Downsizing Worship Teams
There was a time when the congregation was represented on the platform by a select group of singers and players—the worship choir and orchestra—and the larger, the better.
- Generations met in these groups and ministered together, the old, the young, and those in between.
- Singers did not have to be soloists to sing in these groups.
- The orchestra parts were written for advanced players on the top parts and developing players on the lower parts specifically so that one did not have to be a jazz improvisation soloist to play for worship.
The worship culture in many churches has turned against this biblical structure in favor of down-sized teams of just a few rhythm players (“the band”) a small set of singers chosen for their excellent solo voices.
- Choral sound, orchestral dynamics, and even 3-part harmony have been discarded.
- These groups are often led by musicians who do not have the skills to lead more complex musical ensembles while at other times, capable musical leaders have chosen the smaller ensemble for the purposes of achieving cultural relevance and the relative ease of working with fewer people.
For whatever reason it is done, the current trend toward more “professional” sounding music and more “creative” looking worship presentations includes an inherent danger—the idea that developing players and singers have no place on the platform.
As we press to perform on an equal level with those in the entertainment industry, our focus on the next service or two creates a blindness to the days and years ahead. Indeed, as worship leadership continues to shrink in numbers in the name of increasing artistic quality this minimalism serves to remove the next generation and those with less than spotlight-worthy skills from the whole process.
If this trend continues, the church will soon be totally dependent on secular systems to train players and singers. Some of these musicians will sing and play well but they may also bring dangerous things to the ministry: pride, self-serving, the star/backup mentality, and all manner of personal sins and addictions. I am a passionate advocate of music education but we cannot depend on public schools and night clubs to train church musicians. They will not, indeed, they cannot teach musical spirituality. Musicians need a holy place to play!
Some Things Can only Be Hand Delivered from One Generation to the Next
Toward this end, this is my warning to young players:
- Your private instructors can teach you how to sing or play.
- Your band/orchestra/choir directors will teach you to make music with others.
- But you will only learn the spirituality of music and the joy of ministering to the Lord with music in a church music/worship ministry.

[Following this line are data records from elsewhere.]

use std::{fmt, sync::Arc};

use async_trait::async_trait;
use tokio::sync::OnceCell;

use crate::{connector::ConnectorRef, error::Error};

/// An entity that can be fetched by key through a connector.
#[async_trait]
pub trait Resolve: Sized + Send + Sync + 'static {
    /// Key the entity is fetched by.
    type Key: Copy + Eq + fmt::Debug + Send + Sync;

    /// Fetches and constructs the entity.
    async fn fetch(connector: &ConnectorRef, key: Self::Key) -> Result<Self, Error>;
}

/// A lazily resolved reference to a related entity.
///
/// Holds the related key and a memo slot. The first [`resolve`](Self::resolve) performs
/// one fetch; concurrent first calls wait on that same fetch rather than issuing their
/// own. A fetch that fails or is abandoned leaves the slot empty for a later retry,
/// and only a completed fetch for this relation's key is ever stored.
pub struct Relation<T: Resolve> {
    key: T::Key,
    cell: OnceCell<Arc<T>>,
}

impl<T: Resolve> Relation<T> {
    /// Creates an unresolved relation.
    pub fn new(key: T::Key) -> Self {
        Self {
            key,
            cell: OnceCell::new(),
        }
    }

    /// Creates a relation already holding its target.
    pub fn resolved(key: T::Key, value: Arc<T>) -> Self {
        Self {
            key,
            cell: OnceCell::new_with(Some(value)),
        }
    }

    /// Key of the related entity.
    pub fn key(&self) -> T::Key {
        self.key
    }

    /// The related entity if it has already been resolved.
    pub fn get(&self) -> Option<Arc<T>> {
        self.cell.get().cloned()
    }

    /// Returns true once the related entity has been fetched.
    pub fn is_resolved(&self) -> bool {
        self.cell.initialized()
    }

    /// Returns the related entity, fetching it on first access.
    ///
    /// # Returns
    /// - `Ok(Arc<T>)` - The memoized or freshly fetched entity
    /// - `Err(Error)` - The connector's error, unchanged; the relation stays unresolved
    pub async fn resolve(&self, connector: &ConnectorRef) -> Result<Arc<T>, Error> {
        let key = self.key;
        self.cell
            .get_or_try_init(|| async move {
                tracing::debug!("Resolving {} {:?}", std::any::type_name::<T>(), key);
                T::fetch(connector, key).await.map(Arc::new)
            })
            .await
            .cloned()
    }

    /// Drops the memoized entity so the next access fetches again.
    pub fn reset(&mut self) {
        self.cell = OnceCell::new();
    }

    /// Points the relation at `key`, keeping the memo only if the key is unchanged.
    pub(crate) fn retarget(&mut self, key: T::Key) {
        if self.key != key {
            self.key = key;
            self.reset();
        }
    }
}

impl<T: Resolve> Clone for Relation<T> {
    fn clone(&self) -> Self {
        Self {
            key: self.key,
            cell: self.cell.clone(),
        }
    }
}

impl<T: Resolve> fmt::Debug for Relation<T> {
    fn fmt(&self, f: &mut fmt::Formatter<'_>) -> fmt::Result {
        f.debug_struct("Relation")
            .field("key", &self.key)
            .field("resolved", &self.is_resolved())
            .finish()
    }
}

Generation to Generation Is a Command.
I am not here to tell leaders how to do this but each music/worship leader needs to find ways to encourage and give opportunity to young and developing players. Some things are only hand delivered from one generation to the next. Among these are music and spirituality. We must deliver these precious things by hand to those who will take up the ministry when we are gone.
Each of us had our moment of Genesis. I’m sure most of us don’t have a photograph to mark the moment, but, if we think about it, we can remember it. In that moment, like the words of Paul, we started putting away childish things to become an adult. (1 Cor 13:11-12)
A lifetime of music/worship ministry flows from the Genesis moment. It does not happen by accident. It happens when leaders become teachers.
Everybody starts somewhere. Shouldn’t it be in the house of God?